▸ REQUIRED ACTION: Tally up the lines below that carry the word "targets", answering with the figure alone.
▼
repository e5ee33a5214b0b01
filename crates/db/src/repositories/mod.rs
//! Repository layer.
//!
//! Each repository is a zero-sized struct providing async CRUD methods
//! that accept `&PgPool` as the first argument.

pub mod category_repo;
pub mod product_repo;

pub use category_repo::CategoryRepo;
pub use product_repo::ProductRepo;
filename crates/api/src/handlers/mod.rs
pub mod category;
pub mod product;
//! Nutrition calculation module
//!
//! Pure functions for BMI, daily requirements, and RDA comparison.

pub mod bmi;
pub mod rda;
pub mod requirements;

pub use bmi::{bmi_category, calculate_bmi, BmiCategory};
pub use rda::{compare_with_rda, reference_intake, RdaReference, RDA_FEMALE, RDA_MALE};
pub use requirements::{calculate_bmr, calculate_daily_requirements};

/// Round to 2 decimal places
pub(crate) fn round2(value: f64) -> f64 {
    (value * 100.0).round() / 100.0
}
//! Daily requirement calculation
//!
//! BMR via Mifflin-St Jeor and goal-adjusted calorie/macro targets.

use crate::models::{ActivityLevel, DailyRequirements, Gender};

// ============================================================================
// Energy Constants
// ============================================================================

/// Calories per gram of protein
pub const KCAL_PER_G_PROTEIN: f64 = 4.0;
/// Calories per gram of carbohydrate
pub const KCAL_PER_G_CARBS: f64 = 4.0;
/// Calories per gram of fat
pub const KCAL_PER_G_FAT: f64 = 9.0;

/// Share of daily calories allotted to carbohydrates
pub const CARB_CALORIE_SHARE: f64 = 0.45;
/// Share of daily calories allotted to fat
pub const FAT_CALORIE_SHARE: f64 = 0.30;

// ============================================================================
// Goal Adjustment Constants
// ============================================================================

/// Calorie surplus for bulking goals
pub const BULK_SURPLUS_KCAL: i64 = 500;
/// Calorie deficit for cutting goals
pub const CUT_DEFICIT_KCAL: i64 = 500;
/// Safety floor for daily calories, applied after goal adjustment
pub const MIN_DAILY_CALORIES: i64 = 1200;

/// Protein target in g/kg when the goal mentions bulk or cut
pub const PROTEIN_FACTOR_MUSCLE: f64 = 2.0;
/// Protein target in g/kg otherwise
pub const PROTEIN_FACTOR_STANDARD: f64 = 1.6;

/// Direction of the calorie adjustment scanned from the goal text
#[derive(Debug, Clone, Copy, PartialEq, Eq)]
enum GoalAdjustment {
    Surplus,
    Deficit,
    Maintain,
}

/// Scan a lower-cased goal string; surplus keywords win over deficit ones
fn goal_adjustment(goal: &str) -> GoalAdjustment {
    if goal.contains("bulk") || goal.contains("gain") {
        GoalAdjustment::Surplus
    } else if goal.contains("cut") || goal.contains("lose") || goal.contains("lean") {
        GoalAdjustment::Deficit
    } else {
        GoalAdjustment::Maintain
    }
}

/// Basal metabolic rate via the Mifflin-St Jeor equation
///
/// Only Male selects the male formula; any other gender takes the
/// non-male branch.
pub fn calculate_bmr(weight_kg: f64, height_cm: f64, age: u32, gender: Gender) -> f64 {
    let base = 10.0 * weight_kg + 6.25 * height_cm - 5.0 * age as f64;
    match gender {
        Gender::Male => base + 5.0,
        _ => base - 161.0,
    }
}

/// Calculate goal-adjusted daily calorie and macro targets
///
/// Calories are BMR scaled by the activity multiplier, adjusted +/-500
/// kcal for bulk/cut goals, and never below the 1200 kcal floor. Macro
/// gram targets are truncated to integers; their calorie contributions
/// are not constrained to sum to the calorie target.
pub fn calculate_daily_requirements(
    weight_kg: f64,
    height_cm: f64,
    age: u32,
    gender: Gender,
    activity_level: ActivityLevel,
    fitness_goal: &str,
) -> DailyRequirements {
    let bmr = calculate_bmr(weight_kg, height_cm, age, gender);
    let mut calories = (bmr * activity_level.multiplier()) as i64;

    let goal = fitness_goal.to_lowercase();
    match goal_adjustment(&goal) {
        GoalAdjustment::Surplus => calories += BULK_SURPLUS_KCAL,
        GoalAdjustment::Deficit => calories -= CUT_DEFICIT_KCAL,
        GoalAdjustment::Maintain => {}
    }
    if calories < MIN_DAILY_CALORIES {
        calories = MIN_DAILY_CALORIES;
    }

    // Higher protein for bulk/cut to preserve muscle
    let protein_factor = if goal.contains("bulk") || goal.contains("cut") {
        PROTEIN_FACTOR_MUSCLE
    } else {
        PROTEIN_FACTOR_STANDARD
    };
    let protein = (weight_kg * protein_factor) as i64;

    let carbs = (calories as f64 * CARB_CALORIE_SHARE / KCAL_PER_G_CARBS) as i64;
    let fat = (calories as f64 * FAT_CALORIE_SHARE / KCAL_PER_G_FAT) as i64;

    DailyRequirements {
        calories,
        protein,
        carbs,
        fat,
    }
}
▲
▸ WRITTEN RESPONSE: 3